Je vous réponds que sont coupables les raccourcis qui prêtent à confusion. Parler de l’origine archaïque de la valeur sans plus de précision, c’était une erreur de ma part. En effet, en tant que telle la notion de valeur n’apparaît que dans les Temps modernes, avec l’advenue de la subjectivité de l’ego cogitans. Et c’est bien ce que dit Heidegger au §21 de Être et temps quand il interprète l’ontologie cartésienne du monde. Mais s’il s’agit là d’un «raccourci», c’est que, comme le montre l’Introduction à la métaphysique («La limitation de l’être»), dès l’époque de Platon la scission de l’être et du devoir et le primat de to Agathon préparent l’émergence de la valeur. Et si Heidegger précise bien dans ce dernier ouvrage qu’il ne faut pas céder à la tentation de comprendre les idées platoniciennes comme des valeurs, ou l’être de l’étant à partir de ce qui vaut (car l’expression « rappelle encore trop ce qui vaut pour un sujet »), il écrit néanmoins que la scission entre l’être et le devoir trouve son achèvement chez Kant et que (pour faire court, une fois encore, inévitablement, désolé) c’est avec la prééminence de la détermination physico-mathématique de l’étant, et le développement des sciences historiques et économiques, que le devoir en vient à se fonder sur la valeur.

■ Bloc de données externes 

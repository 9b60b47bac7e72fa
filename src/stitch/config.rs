//! Run configuration
//!
//! `StitchParams` is what a user types in (millimetres, possibly as text);
//! `StitchConfig` is the validated snapshot a run consumes. A config is
//! never modified once built.

use crate::board::{from_mm, to_mm, BoardRegion, Coord, IU_PER_MM, MAX_LENGTH};
use serde::{Deserialize, Serialize};
use serde_json::{Map, Value};

use super::error::StitchError;

/// Sentinel stored on every via this tool creates
pub const STITCH_VIA_MARKER: u32 = 33;

/// Nets tried, in order, when no net name is given
pub const DEFAULT_NET_CANDIDATES: &[&str] = &["GND", "/GND"];

/// User-facing parameters in millimetres
#[derive(Debug, Clone, PartialEq, Serialize, Deserialize)]
#[serde(default)]
pub struct StitchParams {
    pub net_name: String,
    pub step_mm: f64,
    pub via_size_mm: f64,
    pub drill_mm: f64,
    pub clearance_mm: f64,
    pub only_selected_area: bool,
    pub delete_vias: bool,
    pub randomize: bool,
    pub star: bool,
    pub debug: bool,
    pub seed: Option<u64>,
}

impl Default for StitchParams {
    fn default() -> Self {
        Self {
            net_name: "GND".to_string(),
            step_mm: 2.54,
            via_size_mm: 0.46,
            drill_mm: 0.20,
            clearance_mm: 0.2,
            only_selected_area: false,
            delete_vias: false,
            randomize: false,
            star: false,
            debug: false,
            seed: None,
        }
    }
}

/// Parse a length typed by a user, in millimetres
pub fn parse_length_mm(field: &'static str, value: &str) -> Result<f64, StitchError> {
    let parsed: f64 = value
        .trim()
        .parse()
        .map_err(|_| StitchError::invalid(field, format!("'{}' is not a number", value)))?;
    if !parsed.is_finite() {
        return Err(StitchError::invalid(field, format!("'{}' is not finite", value)));
    }
    Ok(parsed)
}

/// Convert to internal units, refusing lengths at or above [`MAX_LENGTH`]
fn bounded(field: &'static str, mm: f64) -> Result<Coord, StitchError> {
    if mm * IU_PER_MM >= MAX_LENGTH as f64 {
        return Err(StitchError::invalid(
            field,
            format!("{} mm exceeds the maximum of {} mm", mm, to_mm(MAX_LENGTH)),
        ));
    }
    Ok(from_mm(mm))
}

fn positive(field: &'static str, mm: f64) -> Result<Coord, StitchError> {
    if !mm.is_finite() || mm <= 0.0 {
        return Err(StitchError::invalid(field, format!("must be positive, got {}", mm)));
    }
    let value = bounded(field, mm)?;
    if value <= 0 {
        return Err(StitchError::invalid(field, format!("{} mm is below resolution", mm)));
    }
    Ok(value)
}

impl StitchParams {
    /// Defaults with the net picked from the board (`GND`, then `/GND`)
    pub fn for_board<B: BoardRegion + ?Sized>(board: &B) -> Self {
        let mut params = Self::default();
        if let Some(net) = DEFAULT_NET_CANDIDATES.iter().find(|n| board.has_net(n)) {
            params.net_name = net.to_string();
        }
        params
    }

    /// Overlay a JSON object of parameters onto these ones
    ///
    /// # Arguments
    /// * `json` - A JSON object using the field names of `StitchParams`
    ///
    /// # Returns
    /// * `Result<StitchParams>` - Keys present in `json` replace the current
    ///   values; absent keys keep them, so a resolved net name or flags set
    ///   earlier survive
    pub fn merged_with_json(&self, json: &str) -> Result<Self, serde_json::Error> {
        let overlay: Map<String, Value> = serde_json::from_str(json)?;
        let mut merged = match serde_json::to_value(self)? {
            Value::Object(fields) => fields,
            _ => Map::new(),
        };
        merged.extend(overlay);
        serde_json::from_value(Value::Object(merged))
    }

    /// Validate into an immutable run configuration
    pub fn validate(&self) -> Result<StitchConfig, StitchError> {
        if self.net_name.trim().is_empty() {
            return Err(StitchError::invalid("net name", "must not be empty"));
        }
        let via_diameter = positive("via size", self.via_size_mm)?;
        let drill = positive("drill", self.drill_mm)?;
        let clearance = positive("clearance", self.clearance_mm)?;
        if drill > via_diameter {
            return Err(StitchError::invalid(
                "drill",
                format!("{} mm exceeds via size {} mm", self.drill_mm, self.via_size_mm),
            ));
        }
        if !self.step_mm.is_finite() || self.step_mm < 0.0 {
            return Err(StitchError::invalid(
                "step",
                format!("must be zero or positive, got {}", self.step_mm),
            ));
        }
        let step = bounded("step", self.step_mm)?;

        Ok(StitchConfig {
            net_name: self.net_name.clone(),
            step,
            via_diameter,
            drill,
            clearance,
            only_selected_area: self.only_selected_area,
            delete_vias: self.delete_vias,
            randomize: self.randomize,
            star: self.star,
            debug: self.debug,
            seed: self.seed,
        })
    }
}

/// Validated run configuration, lengths in internal units
#[derive(Debug, Clone, PartialEq)]
pub struct StitchConfig {
    pub net_name: String,
    /// Minimum spacing between stitched vias; 0 disables spacing
    pub step: Coord,
    pub via_diameter: Coord,
    pub drill: Coord,
    pub clearance: Coord,
    pub only_selected_area: bool,
    pub delete_vias: bool,
    pub randomize: bool,
    pub star: bool,
    pub debug: bool,
    /// Seed for position jitter; entropy-seeded when absent
    pub seed: Option<u64>,
}

impl StitchConfig {
    /// Grid pitch: one via plus its clearance
    pub fn pitch(&self) -> Coord {
        self.clearance + self.via_diameter
    }
}
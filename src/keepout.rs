//! Track clearance keepouts
//!
//! Wraps each selected track in a stadium-shaped keepout (two semicircular
//! caps joined by straight sides) that forbids copper pour but still allows
//! tracks and vias. Used to hold back ground fill from RF lines.

use crate::board::{BoardRegion, Coord, KeepoutRules, Point, Polygon, Track, Zone, MAX_LENGTH};
use crate::stitch::StitchError;
use std::f64::consts::PI;
use tracing::{debug, info};

/// Points approximating each semicircular end cap
pub const ARC_POINTS: usize = 20;

fn cap_points(center: (f64, f64), delta: f64, theta: f64, is_start: bool) -> impl Iterator<Item = Point> {
    // Evenly spaced angles strictly between theta + pi/2 and theta + 3pi/2
    let base = if is_start { theta } else { theta + PI };
    let step = PI / (ARC_POINTS + 1) as f64;
    (1..=ARC_POINTS).map(move |k| {
        let angle = base + PI / 2.0 + step * k as f64;
        Point::new(
            (center.0 + delta * angle.cos()).round() as Coord,
            (center.1 + delta * angle.sin()).round() as Coord,
        )
    })
}

/// Outline of the clearance area around a track segment, or `None` when the
/// segment has zero length
pub fn stadium_points(start: Point, end: Point, width: Coord, clearance: Coord) -> Option<Vec<Point>> {
    let dx = (end.x - start.x) as f64;
    let dy = (end.y - start.y) as f64;
    let len = dx.hypot(dy);
    if len == 0.0 {
        return None;
    }

    let delta = width as f64 / 2.0 + clearance as f64;
    let nx = (-dy / len * delta).round() as Coord;
    let ny = (dx / len * delta).round() as Coord;
    let theta = dy.atan2(dx);
    let s = (start.x as f64, start.y as f64);
    let e = (end.x as f64, end.y as f64);

    let mut points = Vec::with_capacity(2 * ARC_POINTS + 4);
    points.push(start.offset(nx, ny));
    points.extend(cap_points(s, delta, theta, true));
    points.push(start.offset(-nx, -ny));
    points.push(end.offset(-nx, -ny));
    points.extend(cap_points(e, delta, theta, false));
    points.push(end.offset(nx, ny));
    Some(points)
}

/// Keepout zone for one track, on the track's layer
pub fn track_keepout_zone(track: &Track, clearance: Coord) -> Option<Zone> {
    let outline = stadium_points(track.start, track.end, track.width, clearance)?;
    Some(Zone {
        net_name: String::new(),
        layer: track.layer.clone(),
        keepout: Some(KeepoutRules {
            no_copper_pour: true,
            no_vias: false,
            no_tracks: false,
        }),
        outline: Polygon::new(outline),
        ..Default::default()
    })
}

/// Add a clearance keepout around every selected track. Zero-length tracks
/// are skipped.
///
/// # Arguments
/// * `board` - Board whose selected tracks are wrapped
/// * `clearance` - Gap kept around each track edge, in nanometres
///
/// # Returns
/// * `Result<usize>` - Number of keepouts added; `NoTracksSelected` when no
///   track is selected, `InvalidParameter` for an out-of-range clearance
pub fn add_track_keepouts<B: BoardRegion + ?Sized>(board: &mut B, clearance: Coord) -> Result<usize, StitchError> {
    if clearance <= 0 {
        return Err(StitchError::invalid("clearance", format!("must be positive, got {}", clearance)));
    }
    if clearance >= MAX_LENGTH {
        return Err(StitchError::invalid("clearance", format!("{} exceeds the maximum length", clearance)));
    }

    let selected: Vec<Track> = board.tracks().iter().filter(|t| t.selected).cloned().collect();
    if selected.is_empty() {
        return Err(StitchError::NoTracksSelected);
    }

    let mut added = 0;
    for track in &selected {
        match track_keepout_zone(track, clearance) {
            Some(zone) => {
                board.add_zone(zone);
                added += 1;
            }
            None => debug!("Skipping zero-length track at ({}, {})", track.start.x, track.start.y),
        }
    }

    info!("Added {} track clearance keepouts", added);
    Ok(added)
}

#[cfg(test)]
mod tests {
    use super::*;
    use crate::board::{point_in_polygon, Board};

    const MM: Coord = 1_000_000;

    fn track(x1: Coord, y1: Coord, x2: Coord, y2: Coord, selected: bool) -> Track {
        Track {
            start: Point::new(x1, y1),
            end: Point::new(x2, y2),
            width: MM / 2,
            layer: "F.Cu".to_string(),
            net_name: Some("RF".to_string()),
            selected,
            ..Default::default()
        }
    }

    #[test]
    fn test_stadium_shape() {
        let points = stadium_points(Point::new(0, 0), Point::new(10 * MM, 0), MM / 2, MM).unwrap();
        assert_eq!(points.len(), 2 * ARC_POINTS + 4);

        // delta = 0.25 + 1 mm
        let delta = MM + MM / 4;
        assert_eq!(points[0], Point::new(0, delta));
        assert_eq!(points[ARC_POINTS + 1], Point::new(0, -delta));
        assert_eq!(points[ARC_POINTS + 2], Point::new(10 * MM, -delta));
        assert_eq!(points[2 * ARC_POINTS + 3], Point::new(10 * MM, delta));

        // Start cap bulges away from the end, end cap bulges past it
        assert!(points[1..=ARC_POINTS].iter().all(|p| p.x < 0));
        assert!(points[ARC_POINTS + 3..2 * ARC_POINTS + 3].iter().all(|p| p.x > 10 * MM));
        let tip = points[1..=ARC_POINTS].iter().map(|p| p.x).min().unwrap();
        assert!((tip + delta).abs() < MM / 50);
    }

    #[test]
    fn test_stadium_covers_track_neighbourhood() {
        let points = stadium_points(Point::new(MM, MM), Point::new(5 * MM, 4 * MM), MM / 2, MM / 2).unwrap();
        let poly = Polygon::new(points);
        assert!(point_in_polygon(Point::new(3 * MM, 5 * MM / 2), &poly));
        assert!(point_in_polygon(Point::new(MM, MM), &poly));
        assert!(!point_in_polygon(Point::new(5 * MM, MM), &poly));
    }

    #[test]
    fn test_zero_length_track() {
        assert!(stadium_points(Point::new(MM, MM), Point::new(MM, MM), MM, MM).is_none());
    }

    #[test]
    fn test_add_track_keepouts() {
        let mut board = Board::new();
        board.tracks.push(track(0, 0, 5 * MM, 0, true));
        board.tracks.push(track(0, MM, 5 * MM, MM, false));
        board.tracks.push(track(2 * MM, 2 * MM, 2 * MM, 2 * MM, true));

        assert_eq!(add_track_keepouts(&mut board, MM), Ok(1));
        assert_eq!(board.zones.len(), 1);
        let zone = &board.zones[0];
        assert_eq!(zone.layer, "F.Cu");
        assert!(zone.net_name.is_empty());
        assert_eq!(zone.keepout, Some(KeepoutRules { no_copper_pour: true, no_vias: false, no_tracks: false }));
    }

    #[test]
    fn test_requires_selection_and_clearance() {
        let mut board = Board::new();
        board.tracks.push(track(0, 0, 5 * MM, 0, false));
        assert_eq!(add_track_keepouts(&mut board, MM), Err(StitchError::NoTracksSelected));
        assert!(matches!(
            add_track_keepouts(&mut board, 0),
            Err(StitchError::InvalidParameter { field: "clearance", .. })
        ));
        board.tracks[0].selected = true;
        assert!(matches!(
            add_track_keepouts(&mut board, i64::MAX),
            Err(StitchError::InvalidParameter { field: "clearance", .. })
        ));
        assert!(board.zones.is_empty());
    }
}
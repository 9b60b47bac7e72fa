// Load, stitch, save and reload an XML board document
use std::path::PathBuf;
use std::time::Instant;
use via_stitch::board::{load_board, BoardRegion};
use via_stitch::parse_xml::parse_xml_file;
use via_stitch::stitch::{run, StitchParams, STITCH_VIA_MARKER};

const FIXTURE: &str = "tests/fixtures/ground_plane.xml";

fn scratch_path(name: &str) -> PathBuf {
    std::env::temp_dir().join(format!("via_stitch_{}_{}.xml", name, std::process::id()))
}

fn fixture_params() -> StitchParams {
    StitchParams {
        clearance_mm: 0.2,
        via_size_mm: 0.8,
        drill_mm: 0.4,
        step_mm: 0.0,
        seed: Some(1),
        ..Default::default()
    }
}

#[cfg(test)]
mod tests {
    use super::*;

    #[test]
    fn test_load_fixture() {
        let doc = load_board(FIXTURE).expect("Failed to load fixture");
        assert_eq!(doc.board.zones.len(), 1);
        assert_eq!(doc.board.pads.len(), 1);
        assert_eq!(doc.board.vias.len(), 1);
        assert!(doc.board.has_net("GND") && doc.board.has_net("SIG"));
        assert_eq!(StitchParams::for_board(&doc.board).net_name, "GND");
    }

    #[test]
    fn test_stitch_save_and_reload() {
        let mut doc = load_board(FIXTURE).expect("Failed to load fixture");
        let config = StitchParams {
            net_name: StitchParams::for_board(&doc.board).net_name,
            ..fixture_params()
        }
        .validate()
        .unwrap();

        let start = Instant::now();
        let report = run(&config, &mut doc.board).unwrap();
        let elapsed = start.elapsed();
        // 9 x 9 interior cells minus the 3 x 3 block around the centre pad
        assert_eq!(report.vias_placed, 72);

        let out = scratch_path("reload");
        doc.save(&out).expect("Failed to save board");

        let reloaded = load_board(&out).expect("Failed to reload board");
        assert_eq!(reloaded.board.vias.len(), 73);
        assert_eq!(reloaded.board.vias_with_marker("GND", STITCH_VIA_MARKER).count(), 72);
        assert_eq!(reloaded.board.vias, doc.board.vias);

        // Elements the board model does not know survive the cycle
        let root = parse_xml_file(&out).unwrap();
        assert_eq!(root.attr("units"), Some("mm"));
        let title = root.child("Title").expect("Title element dropped");
        assert_eq!(title.text_content, "Stitching fixture");

        std::fs::remove_file(&out).ok();
        println!("✓ stitched {} vias in {:.3}ms", report.vias_placed, elapsed.as_secs_f64() * 1000.0);
    }

    #[test]
    fn test_delete_from_saved_document() {
        let mut doc = load_board(FIXTURE).unwrap();
        run(&fixture_params().validate().unwrap(), &mut doc.board).unwrap();
        let out = scratch_path("delete");
        doc.save(&out).unwrap();

        let mut reloaded = load_board(&out).unwrap();
        let delete = StitchParams {
            delete_vias: true,
            ..fixture_params()
        }
        .validate()
        .unwrap();
        let report = run(&delete, &mut reloaded.board).unwrap();
        assert_eq!(report.vias_removed, 72);
        assert_eq!(reloaded.board.vias.len(), 1);
        assert_eq!(reloaded.board.vias[0].id, 1);

        std::fs::remove_file(&out).ok();
    }
}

Ce qui nous permet de comprendre que le Gestell, qui porte en lui la possibilité historiale de son retournement en Ereignis, puise bien son origine première dans l’«exposition» de l’être comme idéa, c’est-à-dire aussi bien dans la perte du sens ou de la vérité de l’être comme phusis, laquelle perte, selon nous, va de pair avec le commencement de la (re)production (même si, oui, celle-ci ne revêt pas d'abord une forme de manifestation unique ni ne répond à une seule dénomination et n’acquiert son sens de travail ou n’en prend le nom que tardivement, à la fin du moyen âge).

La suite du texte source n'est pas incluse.